■ AIM OF THE EXERCISE
Your answer must hold only the lines below from the line containing "and their validation" through the line containing "product id and the", each reproduced exactly.
========
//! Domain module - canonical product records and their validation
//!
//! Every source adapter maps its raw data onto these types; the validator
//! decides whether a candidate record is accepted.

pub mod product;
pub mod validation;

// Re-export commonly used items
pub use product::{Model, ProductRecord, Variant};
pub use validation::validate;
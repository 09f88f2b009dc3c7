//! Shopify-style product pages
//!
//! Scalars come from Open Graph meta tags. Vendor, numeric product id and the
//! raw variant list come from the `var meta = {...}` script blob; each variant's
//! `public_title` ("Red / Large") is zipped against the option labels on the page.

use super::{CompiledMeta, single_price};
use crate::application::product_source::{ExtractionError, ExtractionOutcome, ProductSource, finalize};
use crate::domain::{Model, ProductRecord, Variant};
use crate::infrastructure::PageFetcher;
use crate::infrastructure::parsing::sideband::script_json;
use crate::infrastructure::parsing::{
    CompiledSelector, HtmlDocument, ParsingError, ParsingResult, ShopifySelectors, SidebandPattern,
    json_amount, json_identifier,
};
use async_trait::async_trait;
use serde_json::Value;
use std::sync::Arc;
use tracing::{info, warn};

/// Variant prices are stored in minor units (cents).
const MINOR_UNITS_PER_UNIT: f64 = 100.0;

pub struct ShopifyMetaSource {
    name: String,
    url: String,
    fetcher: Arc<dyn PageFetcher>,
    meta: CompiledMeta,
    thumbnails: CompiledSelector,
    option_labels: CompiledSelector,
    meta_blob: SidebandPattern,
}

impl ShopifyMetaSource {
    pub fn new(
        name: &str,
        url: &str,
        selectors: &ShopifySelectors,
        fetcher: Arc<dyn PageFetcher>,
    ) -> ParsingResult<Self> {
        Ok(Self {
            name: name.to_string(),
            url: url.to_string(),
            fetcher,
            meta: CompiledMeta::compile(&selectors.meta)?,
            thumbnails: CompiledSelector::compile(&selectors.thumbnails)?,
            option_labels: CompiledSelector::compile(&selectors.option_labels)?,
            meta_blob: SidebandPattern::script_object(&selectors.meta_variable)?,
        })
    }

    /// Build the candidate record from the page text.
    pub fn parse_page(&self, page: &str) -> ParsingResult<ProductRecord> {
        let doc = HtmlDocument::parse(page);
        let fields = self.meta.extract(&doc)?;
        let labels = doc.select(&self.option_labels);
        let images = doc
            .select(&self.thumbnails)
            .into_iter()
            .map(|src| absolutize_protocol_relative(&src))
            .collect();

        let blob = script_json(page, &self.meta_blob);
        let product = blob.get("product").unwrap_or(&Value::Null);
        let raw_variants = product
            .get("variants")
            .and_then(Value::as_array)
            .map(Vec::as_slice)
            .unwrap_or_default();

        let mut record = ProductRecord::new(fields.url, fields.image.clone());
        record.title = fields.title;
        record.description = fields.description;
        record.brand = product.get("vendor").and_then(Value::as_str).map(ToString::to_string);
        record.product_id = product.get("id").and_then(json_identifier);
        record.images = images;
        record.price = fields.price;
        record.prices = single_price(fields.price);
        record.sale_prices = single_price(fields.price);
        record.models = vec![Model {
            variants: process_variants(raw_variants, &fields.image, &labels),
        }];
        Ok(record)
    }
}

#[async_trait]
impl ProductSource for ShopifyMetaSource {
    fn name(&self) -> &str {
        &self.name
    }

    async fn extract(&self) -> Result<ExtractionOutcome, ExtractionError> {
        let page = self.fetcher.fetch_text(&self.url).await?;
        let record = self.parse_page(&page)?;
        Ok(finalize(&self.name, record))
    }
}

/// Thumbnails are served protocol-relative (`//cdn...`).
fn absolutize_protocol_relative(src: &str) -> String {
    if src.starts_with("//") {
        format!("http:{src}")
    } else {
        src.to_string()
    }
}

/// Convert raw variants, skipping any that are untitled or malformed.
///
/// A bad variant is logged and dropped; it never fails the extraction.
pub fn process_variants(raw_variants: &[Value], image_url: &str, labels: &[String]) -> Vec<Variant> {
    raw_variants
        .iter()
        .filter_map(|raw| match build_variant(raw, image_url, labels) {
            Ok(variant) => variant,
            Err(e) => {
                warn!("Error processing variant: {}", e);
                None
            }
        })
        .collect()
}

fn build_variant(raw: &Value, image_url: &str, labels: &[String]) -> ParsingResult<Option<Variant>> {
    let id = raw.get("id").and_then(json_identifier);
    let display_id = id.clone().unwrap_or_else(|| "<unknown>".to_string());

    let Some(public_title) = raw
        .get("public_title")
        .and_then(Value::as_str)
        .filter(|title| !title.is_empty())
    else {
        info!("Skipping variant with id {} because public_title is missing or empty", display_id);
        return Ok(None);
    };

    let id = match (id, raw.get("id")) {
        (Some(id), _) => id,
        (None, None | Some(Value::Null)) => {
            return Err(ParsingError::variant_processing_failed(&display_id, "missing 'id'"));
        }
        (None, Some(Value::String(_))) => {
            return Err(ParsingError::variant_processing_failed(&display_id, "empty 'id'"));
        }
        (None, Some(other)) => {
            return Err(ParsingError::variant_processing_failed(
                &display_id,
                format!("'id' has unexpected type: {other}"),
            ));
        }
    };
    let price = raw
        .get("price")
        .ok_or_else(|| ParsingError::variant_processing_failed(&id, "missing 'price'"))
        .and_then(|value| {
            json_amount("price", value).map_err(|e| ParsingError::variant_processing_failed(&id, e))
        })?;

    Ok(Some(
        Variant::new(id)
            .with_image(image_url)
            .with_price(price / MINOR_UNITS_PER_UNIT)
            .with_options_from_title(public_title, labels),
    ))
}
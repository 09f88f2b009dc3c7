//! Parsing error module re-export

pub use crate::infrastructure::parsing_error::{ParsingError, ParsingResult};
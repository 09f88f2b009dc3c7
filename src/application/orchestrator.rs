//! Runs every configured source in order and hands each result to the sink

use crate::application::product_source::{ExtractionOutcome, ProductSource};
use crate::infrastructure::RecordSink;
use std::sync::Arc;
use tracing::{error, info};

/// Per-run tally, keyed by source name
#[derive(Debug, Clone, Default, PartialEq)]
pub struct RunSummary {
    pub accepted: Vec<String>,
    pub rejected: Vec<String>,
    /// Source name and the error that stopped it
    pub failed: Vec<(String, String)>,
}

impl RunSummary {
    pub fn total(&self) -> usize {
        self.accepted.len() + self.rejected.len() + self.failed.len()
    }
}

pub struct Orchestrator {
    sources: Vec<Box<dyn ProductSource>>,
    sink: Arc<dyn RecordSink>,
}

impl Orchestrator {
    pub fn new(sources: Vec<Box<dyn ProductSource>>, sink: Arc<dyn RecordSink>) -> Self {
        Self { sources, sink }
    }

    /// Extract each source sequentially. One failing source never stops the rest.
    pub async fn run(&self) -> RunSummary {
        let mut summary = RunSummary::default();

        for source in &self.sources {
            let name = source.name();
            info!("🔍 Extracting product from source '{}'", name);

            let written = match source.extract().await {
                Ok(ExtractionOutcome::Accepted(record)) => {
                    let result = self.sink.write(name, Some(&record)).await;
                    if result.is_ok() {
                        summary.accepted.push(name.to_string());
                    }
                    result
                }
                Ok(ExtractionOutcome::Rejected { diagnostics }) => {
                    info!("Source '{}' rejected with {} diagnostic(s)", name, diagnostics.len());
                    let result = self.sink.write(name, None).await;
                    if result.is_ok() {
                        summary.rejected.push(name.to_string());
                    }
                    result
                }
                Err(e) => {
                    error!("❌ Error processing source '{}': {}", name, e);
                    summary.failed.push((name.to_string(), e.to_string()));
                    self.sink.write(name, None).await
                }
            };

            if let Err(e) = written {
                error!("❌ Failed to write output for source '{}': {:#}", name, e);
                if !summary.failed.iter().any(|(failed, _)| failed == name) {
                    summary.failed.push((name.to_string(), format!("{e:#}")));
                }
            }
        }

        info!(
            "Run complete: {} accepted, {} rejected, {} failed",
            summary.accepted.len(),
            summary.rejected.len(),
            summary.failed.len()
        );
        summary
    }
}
========
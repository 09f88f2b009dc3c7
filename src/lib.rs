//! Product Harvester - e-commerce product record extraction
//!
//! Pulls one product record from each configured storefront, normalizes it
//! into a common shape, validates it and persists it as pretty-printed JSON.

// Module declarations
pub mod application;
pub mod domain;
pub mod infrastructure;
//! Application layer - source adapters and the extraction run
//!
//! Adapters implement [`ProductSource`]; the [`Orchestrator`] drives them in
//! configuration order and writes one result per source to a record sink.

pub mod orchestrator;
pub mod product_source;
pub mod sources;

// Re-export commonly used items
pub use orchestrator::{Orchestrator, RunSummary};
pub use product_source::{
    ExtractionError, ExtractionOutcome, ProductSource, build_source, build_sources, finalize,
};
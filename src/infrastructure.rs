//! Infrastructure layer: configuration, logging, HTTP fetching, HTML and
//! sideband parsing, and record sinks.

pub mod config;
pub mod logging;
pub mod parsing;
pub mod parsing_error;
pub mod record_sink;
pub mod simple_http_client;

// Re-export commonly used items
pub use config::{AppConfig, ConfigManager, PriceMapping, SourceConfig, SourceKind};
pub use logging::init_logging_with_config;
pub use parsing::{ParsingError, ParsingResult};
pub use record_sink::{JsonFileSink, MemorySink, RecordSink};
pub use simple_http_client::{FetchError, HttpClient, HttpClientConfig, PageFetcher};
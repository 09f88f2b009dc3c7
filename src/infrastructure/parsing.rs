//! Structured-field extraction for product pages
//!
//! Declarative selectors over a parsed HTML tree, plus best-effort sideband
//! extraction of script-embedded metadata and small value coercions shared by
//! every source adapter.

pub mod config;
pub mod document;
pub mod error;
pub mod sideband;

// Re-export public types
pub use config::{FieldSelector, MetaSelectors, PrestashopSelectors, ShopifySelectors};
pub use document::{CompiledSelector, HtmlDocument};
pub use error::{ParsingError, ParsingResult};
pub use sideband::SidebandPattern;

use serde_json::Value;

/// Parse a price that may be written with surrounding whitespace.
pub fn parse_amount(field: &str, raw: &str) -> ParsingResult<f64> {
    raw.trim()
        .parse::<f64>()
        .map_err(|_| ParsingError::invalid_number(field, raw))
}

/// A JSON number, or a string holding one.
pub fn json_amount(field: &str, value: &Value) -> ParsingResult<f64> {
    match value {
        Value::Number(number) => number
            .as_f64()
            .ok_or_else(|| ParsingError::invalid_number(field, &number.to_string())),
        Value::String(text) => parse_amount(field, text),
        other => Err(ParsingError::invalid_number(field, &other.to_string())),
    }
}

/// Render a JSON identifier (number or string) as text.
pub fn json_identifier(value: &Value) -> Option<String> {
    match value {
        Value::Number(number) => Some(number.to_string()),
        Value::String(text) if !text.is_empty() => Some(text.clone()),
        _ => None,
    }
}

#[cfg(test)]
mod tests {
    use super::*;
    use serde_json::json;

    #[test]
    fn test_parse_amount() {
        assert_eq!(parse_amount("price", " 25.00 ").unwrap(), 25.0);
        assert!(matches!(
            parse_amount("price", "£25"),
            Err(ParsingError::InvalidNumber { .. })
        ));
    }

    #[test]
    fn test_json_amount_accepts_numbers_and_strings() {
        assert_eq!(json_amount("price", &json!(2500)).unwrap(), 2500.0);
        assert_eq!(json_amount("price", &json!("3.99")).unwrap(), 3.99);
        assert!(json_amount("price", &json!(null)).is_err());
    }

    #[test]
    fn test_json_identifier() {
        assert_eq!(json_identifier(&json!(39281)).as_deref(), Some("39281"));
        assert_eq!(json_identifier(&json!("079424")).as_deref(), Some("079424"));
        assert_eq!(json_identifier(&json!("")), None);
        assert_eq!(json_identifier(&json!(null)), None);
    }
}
========
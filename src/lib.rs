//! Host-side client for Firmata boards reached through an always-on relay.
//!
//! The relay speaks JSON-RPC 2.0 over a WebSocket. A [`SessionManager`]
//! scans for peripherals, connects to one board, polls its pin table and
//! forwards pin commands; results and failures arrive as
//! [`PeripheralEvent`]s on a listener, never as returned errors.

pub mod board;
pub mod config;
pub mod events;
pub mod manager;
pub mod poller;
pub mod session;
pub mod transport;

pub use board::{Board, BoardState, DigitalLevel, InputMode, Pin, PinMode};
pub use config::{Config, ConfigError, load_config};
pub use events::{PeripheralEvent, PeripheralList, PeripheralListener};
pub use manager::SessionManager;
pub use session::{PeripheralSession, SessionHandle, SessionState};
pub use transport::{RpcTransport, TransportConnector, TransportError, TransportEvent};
========
■ EXPECTED ANSWER
//! Domain module - canonical product records and their validation
//!
//! Every source adapter maps its raw data onto these types; the validator
//! decides whether a candidate record is accepted.

pub mod product;
pub mod validation;

// Re-export commonly used items
pub use product::{Model, ProductRecord, Variant};
pub use validation::validate;
repository 09f88f2b009dc3c7
//! Shopify-style product pages
//!
//! Scalars come from Open Graph meta tags. Vendor, numeric product id and the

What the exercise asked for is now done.